use serde_json::Value;

use tokenflow_core::definition::MergeStrategy;
use tokenflow_core::error::{FlowError, Result};

/// Fold branch values, already in ascending `branchIndex` order, into the
/// current target value.
///
/// An absent or null target starts as an empty sequence; any other non-array
/// target is a `MergeTargetConflict`.
pub fn fold(
    target_path: &str,
    existing: Option<Value>,
    values: Vec<Value>,
    strategy: MergeStrategy,
) -> Result<Value> {
    let mut items = match existing {
        None | Some(Value::Null) => Vec::new(),
        Some(Value::Array(items)) => items,
        Some(_) => return Err(FlowError::MergeTargetConflict(target_path.to_string())),
    };

    for value in values {
        match (strategy, value) {
            (MergeStrategy::Append, Value::Array(elements)) => items.extend(elements),
            (_, value) => items.push(value),
        }
    }
    Ok(Value::Array(items))
}
use std::path::PathBuf;

use tokio::io::AsyncWriteExt;
use tokio::sync::broadcast;
use tokio_util::sync::CancellationToken;
use tracing::{debug, error, info};

use tokenflow_core::trace::{TraceCategory, TraceEvent};
use tokenflow_core::types::RunId;

/// JSONL trace writer.
///
/// Consumes trace events from the EventBus and writes the events of one run
/// as JSONL (one JSON object per line) to `{log_dir}/{run_id}.jsonl`. The file
/// is append-only and flushed per line, so a crash keeps every line written
/// before it.
pub struct TraceWriter {
    log_dir: PathBuf,
    level: u8,
}

impl TraceWriter {
    /// `level` controls verbosity: 1=operation, 2=+decision and dispatch,
    /// 3=+context writes.
    pub fn new(log_dir: PathBuf, level: u8) -> Self {
        Self { log_dir, level }
    }

    pub fn path_for(&self, run_id: &RunId) -> PathBuf {
        self.log_dir.join(format!("{}.jsonl", run_id))
    }

    /// Run the writer as a background task.
    ///
    /// `rx` must be subscribed before the run emits its first event. Stops at
    /// the run's final event, on cancellation, or when the bus closes.
    pub async fn run(
        self,
        mut rx: broadcast::Receiver<TraceEvent>,
        run_id: RunId,
        cancel: CancellationToken,
    ) {
        if let Err(e) = tokio::fs::create_dir_all(&self.log_dir).await {
            error!(error = %e, "Failed to create trace directory");
            return;
        }

        let log_path = self.path_for(&run_id);
        let file = match tokio::fs::OpenOptions::new()
            .create(true)
            .append(true)
            .open(&log_path)
            .await
        {
            Ok(f) => f,
            Err(e) => {
                error!(error = %e, path = %log_path.display(), "Failed to open trace file");
                return;
            }
        };

        info!(path = %log_path.display(), run_id = %run_id, "TraceWriter started");

        let mut writer = tokio::io::BufWriter::new(file);

        loop {
            tokio::select! {
                _ = cancel.cancelled() => {
                    debug!("TraceWriter cancelled");
                    break;
                }
                result = rx.recv() => {
                    match result {
                        Ok(event) => {
                            if event.run_id != run_id {
                                continue;
                            }
                            if self.accepts(&event) {
                                if let Ok(json) = serde_json::to_string(&event) {
                                    let line = format!("{}\n", json);
                                    if let Err(e) = writer.write_all(line.as_bytes()).await {
                                        error!(error = %e, "Failed to write trace entry");
                                        break;
                                    }
                                    if let Err(e) = writer.flush().await {
                                        error!(error = %e, "Failed to flush trace");
                                    }
                                }
                            }
                            if event.kind.ends_run() {
                                break;
                            }
                        }
                        Err(broadcast::error::RecvError::Lagged(n)) => {
                            debug!(skipped = n, "TraceWriter lagged, skipped events");
                        }
                        Err(broadcast::error::RecvError::Closed) => {
                            debug!("EventBus closed, TraceWriter stopping");
                            break;
                        }
                    }
                }
            }
        }

        writer.flush().await.ok();
        debug!(path = %log_path.display(), "TraceWriter finished");
    }

    /// Level filter by category.
    fn accepts(&self, event: &TraceEvent) -> bool {
        let needed = match event.category {
            TraceCategory::Operation => 1,
            TraceCategory::Decision | TraceCategory::Dispatch => 2,
            TraceCategory::Sql => 3,
        };
        self.level >= needed
    }
}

## PROBLEM
Reproduce precisely, and with no line left out, each line from the top of the entries through the line that carries "use tokenflow_core::types::RunId;".

## REPLY
use serde_json::Value;

use tokenflow_core::definition::MergeStrategy;
use tokenflow_core::error::{FlowError, Result};

/// Fold branch values, already in ascending `branchIndex` order, into the
/// current target value.
///
/// An absent or null target starts as an empty sequence; any other non-array
/// target is a `MergeTargetConflict`.
pub fn fold(
    target_path: &str,
    existing: Option<Value>,
    values: Vec<Value>,
    strategy: MergeStrategy,
) -> Result<Value> {
    let mut items = match existing {
        None | Some(Value::Null) => Vec::new(),
        Some(Value::Array(items)) => items,
        Some(_) => return Err(FlowError::MergeTargetConflict(target_path.to_string())),
    };

    for value in values {
        match (strategy, value) {
            (MergeStrategy::Append, Value::Array(elements)) => items.extend(elements),
            (_, value) => items.push(value),
        }
    }
    Ok(Value::Array(items))
}
use std::path::PathBuf;

use tokio::io::AsyncWriteExt;
use tokio::sync::broadcast;
use tokio_util::sync::CancellationToken;
use tracing::{debug, error, info};

use tokenflow_core::trace::{TraceCategory, TraceEvent};
use tokenflow_core::types::RunId;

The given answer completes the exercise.